Start of Data to use

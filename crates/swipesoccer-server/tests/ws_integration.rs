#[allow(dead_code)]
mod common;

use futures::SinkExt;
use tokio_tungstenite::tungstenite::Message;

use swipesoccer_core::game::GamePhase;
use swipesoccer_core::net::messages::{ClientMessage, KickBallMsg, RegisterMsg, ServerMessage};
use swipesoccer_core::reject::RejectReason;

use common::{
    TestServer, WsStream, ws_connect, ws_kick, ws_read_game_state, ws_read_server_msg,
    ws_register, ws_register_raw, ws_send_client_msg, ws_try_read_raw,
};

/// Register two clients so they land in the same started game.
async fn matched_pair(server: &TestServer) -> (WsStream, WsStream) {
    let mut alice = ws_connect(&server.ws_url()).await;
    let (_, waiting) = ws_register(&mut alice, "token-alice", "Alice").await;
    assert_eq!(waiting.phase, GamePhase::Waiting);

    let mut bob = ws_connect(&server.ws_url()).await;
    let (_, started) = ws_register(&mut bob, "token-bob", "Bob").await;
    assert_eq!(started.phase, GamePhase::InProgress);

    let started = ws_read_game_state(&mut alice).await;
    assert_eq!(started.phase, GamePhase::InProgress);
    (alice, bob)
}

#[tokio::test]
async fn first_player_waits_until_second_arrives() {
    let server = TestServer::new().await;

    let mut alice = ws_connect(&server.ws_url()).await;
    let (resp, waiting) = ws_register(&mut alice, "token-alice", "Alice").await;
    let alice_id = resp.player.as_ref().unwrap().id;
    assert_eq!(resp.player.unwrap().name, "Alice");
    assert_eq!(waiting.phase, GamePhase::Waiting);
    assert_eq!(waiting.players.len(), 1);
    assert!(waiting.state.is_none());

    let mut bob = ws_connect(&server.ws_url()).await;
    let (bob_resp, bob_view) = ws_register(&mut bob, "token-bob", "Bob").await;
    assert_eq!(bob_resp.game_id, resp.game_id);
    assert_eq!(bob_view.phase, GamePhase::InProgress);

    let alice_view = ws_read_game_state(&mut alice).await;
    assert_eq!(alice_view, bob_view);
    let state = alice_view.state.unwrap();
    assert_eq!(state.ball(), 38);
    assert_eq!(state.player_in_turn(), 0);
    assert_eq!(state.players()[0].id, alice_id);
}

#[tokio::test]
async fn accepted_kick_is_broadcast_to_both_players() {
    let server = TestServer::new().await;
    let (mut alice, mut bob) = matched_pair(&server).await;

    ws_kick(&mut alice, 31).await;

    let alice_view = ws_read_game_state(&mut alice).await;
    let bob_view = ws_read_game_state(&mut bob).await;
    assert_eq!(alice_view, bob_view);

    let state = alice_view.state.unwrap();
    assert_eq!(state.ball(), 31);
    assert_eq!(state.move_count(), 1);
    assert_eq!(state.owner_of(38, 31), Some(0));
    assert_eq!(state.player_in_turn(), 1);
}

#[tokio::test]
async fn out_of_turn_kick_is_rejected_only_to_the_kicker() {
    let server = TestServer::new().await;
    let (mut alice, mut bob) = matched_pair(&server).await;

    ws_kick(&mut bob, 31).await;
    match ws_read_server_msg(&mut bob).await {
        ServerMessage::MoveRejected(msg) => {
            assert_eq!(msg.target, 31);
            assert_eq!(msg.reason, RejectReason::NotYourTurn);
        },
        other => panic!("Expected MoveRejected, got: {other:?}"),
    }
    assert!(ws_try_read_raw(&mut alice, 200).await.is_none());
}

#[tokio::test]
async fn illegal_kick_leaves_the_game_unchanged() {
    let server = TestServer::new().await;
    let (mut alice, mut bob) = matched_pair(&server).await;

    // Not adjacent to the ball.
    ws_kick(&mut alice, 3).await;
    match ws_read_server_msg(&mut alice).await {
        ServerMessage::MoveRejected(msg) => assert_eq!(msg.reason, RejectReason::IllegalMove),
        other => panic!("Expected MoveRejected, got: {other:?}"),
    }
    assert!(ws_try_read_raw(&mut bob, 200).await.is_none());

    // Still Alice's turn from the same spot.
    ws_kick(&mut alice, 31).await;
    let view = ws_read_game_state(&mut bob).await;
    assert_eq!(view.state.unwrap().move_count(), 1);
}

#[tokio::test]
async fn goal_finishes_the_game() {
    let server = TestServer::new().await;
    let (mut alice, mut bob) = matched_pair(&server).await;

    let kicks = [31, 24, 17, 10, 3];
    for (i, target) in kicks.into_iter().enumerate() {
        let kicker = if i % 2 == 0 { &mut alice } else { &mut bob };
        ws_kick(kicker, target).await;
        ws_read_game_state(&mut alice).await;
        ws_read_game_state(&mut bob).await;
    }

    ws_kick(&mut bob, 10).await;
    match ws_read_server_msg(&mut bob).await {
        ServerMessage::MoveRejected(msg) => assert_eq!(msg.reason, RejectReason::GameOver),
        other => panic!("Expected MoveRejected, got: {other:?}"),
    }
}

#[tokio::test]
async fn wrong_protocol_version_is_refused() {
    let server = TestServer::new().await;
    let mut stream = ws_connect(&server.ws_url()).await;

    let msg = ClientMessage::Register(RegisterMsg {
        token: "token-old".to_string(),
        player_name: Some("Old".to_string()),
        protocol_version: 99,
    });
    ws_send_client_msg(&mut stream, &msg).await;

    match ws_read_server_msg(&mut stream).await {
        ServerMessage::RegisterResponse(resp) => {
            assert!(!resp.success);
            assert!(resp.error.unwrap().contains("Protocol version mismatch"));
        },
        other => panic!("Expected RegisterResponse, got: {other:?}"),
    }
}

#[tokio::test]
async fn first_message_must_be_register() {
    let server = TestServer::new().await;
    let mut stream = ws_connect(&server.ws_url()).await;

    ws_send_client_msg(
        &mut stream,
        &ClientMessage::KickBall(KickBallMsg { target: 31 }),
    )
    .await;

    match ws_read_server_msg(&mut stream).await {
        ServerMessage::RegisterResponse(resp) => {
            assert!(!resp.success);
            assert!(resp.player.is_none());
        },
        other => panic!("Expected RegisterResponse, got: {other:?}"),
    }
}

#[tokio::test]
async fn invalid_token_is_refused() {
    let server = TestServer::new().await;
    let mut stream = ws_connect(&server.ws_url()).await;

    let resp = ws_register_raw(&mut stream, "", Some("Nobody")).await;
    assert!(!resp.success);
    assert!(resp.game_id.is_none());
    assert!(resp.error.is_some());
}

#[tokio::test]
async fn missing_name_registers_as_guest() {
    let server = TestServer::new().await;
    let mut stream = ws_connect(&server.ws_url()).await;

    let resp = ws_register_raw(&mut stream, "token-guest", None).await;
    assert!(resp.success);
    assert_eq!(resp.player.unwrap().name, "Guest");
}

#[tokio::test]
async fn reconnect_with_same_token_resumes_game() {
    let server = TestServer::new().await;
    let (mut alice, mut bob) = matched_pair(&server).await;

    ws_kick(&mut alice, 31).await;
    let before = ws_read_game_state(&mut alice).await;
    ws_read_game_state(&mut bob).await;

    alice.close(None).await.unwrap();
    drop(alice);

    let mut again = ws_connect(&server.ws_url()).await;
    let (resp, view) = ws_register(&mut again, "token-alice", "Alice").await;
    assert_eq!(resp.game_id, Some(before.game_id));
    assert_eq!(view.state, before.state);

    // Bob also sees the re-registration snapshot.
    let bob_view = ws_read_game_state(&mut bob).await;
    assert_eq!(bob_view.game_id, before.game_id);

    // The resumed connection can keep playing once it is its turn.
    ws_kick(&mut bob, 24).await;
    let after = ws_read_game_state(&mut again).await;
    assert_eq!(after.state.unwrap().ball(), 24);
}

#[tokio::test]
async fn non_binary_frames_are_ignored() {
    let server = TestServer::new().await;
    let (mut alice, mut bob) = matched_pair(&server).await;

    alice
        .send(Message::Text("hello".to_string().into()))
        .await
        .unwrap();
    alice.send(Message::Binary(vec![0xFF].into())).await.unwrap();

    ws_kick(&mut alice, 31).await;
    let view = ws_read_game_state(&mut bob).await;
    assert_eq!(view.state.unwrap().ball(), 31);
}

End of Data to use

**What is needed**. Find the line with "assert_eq!(view.state, before.state);" in the material above. Reproduce it and each line after it up to and including the line with "let after = ws_read_game_state(&mut".

**Final answer**.
    assert_eq!(view.state, before.state);

    // Bob also sees the re-registration snapshot.
    let bob_view = ws_read_game_state(&mut bob).await;
    assert_eq!(bob_view.game_id, before.game_id);

    // The resumed connection can keep playing once it is its turn.
    ws_kick(&mut bob, 24).await;
    let after = ws_read_game_state(&mut again).await;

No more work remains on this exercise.